The data
* * *
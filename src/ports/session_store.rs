//! Session Store Port - Interface for per-user intake sessions.
//!
//! Any TTL key-value store satisfies this port. Writes refresh the TTL and
//! are version-checked so two concurrent turns for the same user cannot
//! silently clobber each other.

use async_trait::async_trait;
use std::time::Duration;

use crate::domain::foundation::UserKey;
use crate::domain::intake::Session;

/// Errors that can occur during session store operations
#[derive(Debug, thiserror::Error)]
pub enum SessionStoreError {
    #[error("Session for {user} was modified concurrently (expected version {expected}, found {found:?})")]
    VersionConflict {
        user: UserKey,
        expected: u64,
        found: Option<u64>,
    },

    #[error("Failed to serialize session: {0}")]
    SerializationFailed(String),

    #[error("Failed to deserialize session: {0}")]
    DeserializationFailed(String),

    #[error("Session backend unavailable: {0}")]
    Unavailable(String),
}

/// Port for loading and saving intake sessions
#[async_trait]
pub trait SessionStore: Send + Sync {
    /// Load the live session for a user
    ///
    /// # Returns
    /// `None` if no session exists or it has expired
    async fn get(&self, user: &UserKey) -> Result<Option<Session>, SessionStoreError>;

    /// Save a session and refresh its TTL
    ///
    /// The write succeeds only if the stored version still equals
    /// `session.version` (absent counts as version 0).
    ///
    /// # Returns
    /// The new stored version
    ///
    /// # Errors
    /// Returns `SessionStoreError::VersionConflict` if another write won
    async fn put(
        &self,
        user: &UserKey,
        session: &Session,
        ttl: Duration,
    ) -> Result<u64, SessionStoreError>;

    /// Remove a user's session; removing an absent session succeeds
    async fn delete(&self, user: &UserKey) -> Result<(), SessionStoreError>;
}
//! Nexchat server binary.

use std::error::Error;
use std::sync::Arc;
use tracing_subscriber::EnvFilter;

use nexchat::adapters::catalog::CatalogSchemaProvider;
use nexchat::adapters::clock::SystemClock;
use nexchat::adapters::document::InMemoryDocumentStore;
use nexchat::adapters::http::{chat_routes, with_middleware, ChatHandlers};
use nexchat::adapters::intent::{KeywordIntentParser, LlmIntentConfig, LlmIntentParser};
use nexchat::adapters::permissions::{RolePermissionChecker, StubPermissionChecker};
use nexchat::adapters::presenter::{MarkdownPresenter, PresenterRegistry};
use nexchat::adapters::storage::{InMemorySessionStore, RedisSessionStore};
use nexchat::application::{HandleTurnHandler, IntakePorts, TurnConfig};
use nexchat::config::{
    AppConfig, IntentConfig, IntentProvider, LogFormat, PermissionsConfig, SessionBackend,
};
use nexchat::ports::{
    Clock, DocumentStore, IntentParser, PermissionChecker, SchemaProvider, SessionStore,
};
use secrecy::ExposeSecret;

fn init_tracing(config: &AppConfig) {
    let filter = EnvFilter::try_from_default_env()
        .unwrap_or_else(|_| EnvFilter::new(&config.server.log_level));

    if config.server.log_format == LogFormat::Json {
        tracing_subscriber::fmt().with_env_filter(filter).json().init();
    } else {
        tracing_subscriber::fmt().with_env_filter(filter).init();
    }
}

async fn session_store(
    config: &AppConfig,
    clock: Arc<dyn Clock>,
) -> Result<Arc<dyn SessionStore>, Box<dyn Error>> {
    match config.session.backend {
        SessionBackend::Memory => Ok(Arc::new(InMemorySessionStore::new(clock))),
        SessionBackend::Redis => {
            let connect = RedisSessionStore::connect(&config.redis.url, config.session.key_prefix.clone());
            let store = tokio::time::timeout(config.redis.timeout(), connect)
                .await
                .map_err(|_| "timed out connecting to Redis")??;
            Ok(Arc::new(store))
        }
    }
}

fn permission_checker(
    config: &PermissionsConfig,
) -> Result<Arc<dyn PermissionChecker>, Box<dyn Error>> {
    match &config.roles_path {
        None => {
            tracing::warn!("No role table configured, every actor may do everything");
            Ok(Arc::new(StubPermissionChecker::allowing()))
        }
        Some(path) => {
            tracing::info!(path = %path.display(), "Loading role table");
            Ok(Arc::new(RolePermissionChecker::load(path)?))
        }
    }
}

fn intent_parser(
    config: &IntentConfig,
    schema: Arc<dyn SchemaProvider>,
    permissions: Arc<dyn PermissionChecker>,
) -> Result<Arc<dyn IntentParser>, Box<dyn Error>> {
    match config.provider {
        IntentProvider::Keyword => Ok(Arc::new(KeywordIntentParser::new(schema))),
        IntentProvider::OpenAI => {
            let api_key = config
                .api_key
                .as_ref()
                .map(|k| k.expose_secret().clone())
                .ok_or("NEXCHAT__INTENT__API_KEY is not set")?;
            let llm_config = LlmIntentConfig::new(api_key)
                .with_model(config.model.clone())
                .with_base_url(config.base_url.clone())
                .with_timeout(config.timeout())
                .with_max_retries(config.max_retries);
            Ok(Arc::new(
                LlmIntentParser::new(llm_config, schema)?.with_permissions(permissions),
            ))
        }
    }
}

#[tokio::main]
async fn main() -> Result<(), Box<dyn Error>> {
    let config = AppConfig::load()?;
    init_tracing(&config);
    config.validate()?;

    let clock: Arc<dyn Clock> = Arc::new(SystemClock);

    let catalog = CatalogSchemaProvider::load(&config.catalog.path)?;
    let rules = catalog.field_rules();
    let documents = Arc::new(
        InMemoryDocumentStore::new(clock.clone()).with_title_fields(catalog.title_fields()),
    );
    if config.catalog.seed {
        let seeds = catalog.seed_records();
        for (record_type, data) in &seeds {
            documents.create(record_type, data.clone()).await?;
        }
        tracing::info!(records = seeds.len(), "Seed records loaded");
    }
    let schema: Arc<dyn SchemaProvider> = Arc::new(catalog);

    let permissions = permission_checker(&config.permissions)?;
    let sessions = session_store(&config, clock.clone()).await?;
    let intents = intent_parser(&config.intent, schema.clone(), permissions.clone())?;

    let ports = IntakePorts {
        sessions: sessions.clone(),
        schema,
        permissions,
        documents: documents as Arc<dyn DocumentStore>,
        intents,
        presenter: Arc::new(PresenterRegistry::new(Arc::new(MarkdownPresenter::new(
            config.session.page_size,
        )))),
        clock,
    };
    let turn_config = TurnConfig {
        session_ttl: config.session.ttl(),
        list_limit: config.session.list_limit,
    };
    let turn_handler = Arc::new(HandleTurnHandler::new(ports, turn_config).with_field_rules(rules));

    let app = with_middleware(
        chat_routes(ChatHandlers::new(turn_handler, sessions)),
        &config.server,
    );

    let addr = config.server.socket_addr()?;
    let listener = tokio::net::TcpListener::bind(addr).await?;
    tracing::info!(
        %addr,
        backend = ?config.session.backend,
        intent_provider = ?config.intent.provider,
        "Nexchat listening"
    );

    axum::serve(listener, app)
        .with_graceful_shutdown(async {
            let _ = tokio::signal::ctrl_c().await;
            tracing::info!("Shutdown signal received");
        })
        .await?;

    Ok(())
}
//! Document Store Adapters
//!
//! - **InMemoryDocumentStore** - Records kept in process memory

mod in_memory_document_store;

pub use in_memory_document_store::InMemoryDocumentStore;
* * *
Task item
Select every line of the records holding the string "info".

Solution for this problem
            tracing::info!(path = %path.display(), "Loading role table");
        tracing::info!(records = seeds.len(), "Seed records loaded");
    tracing::info!(
            tracing::info!("Shutdown signal received");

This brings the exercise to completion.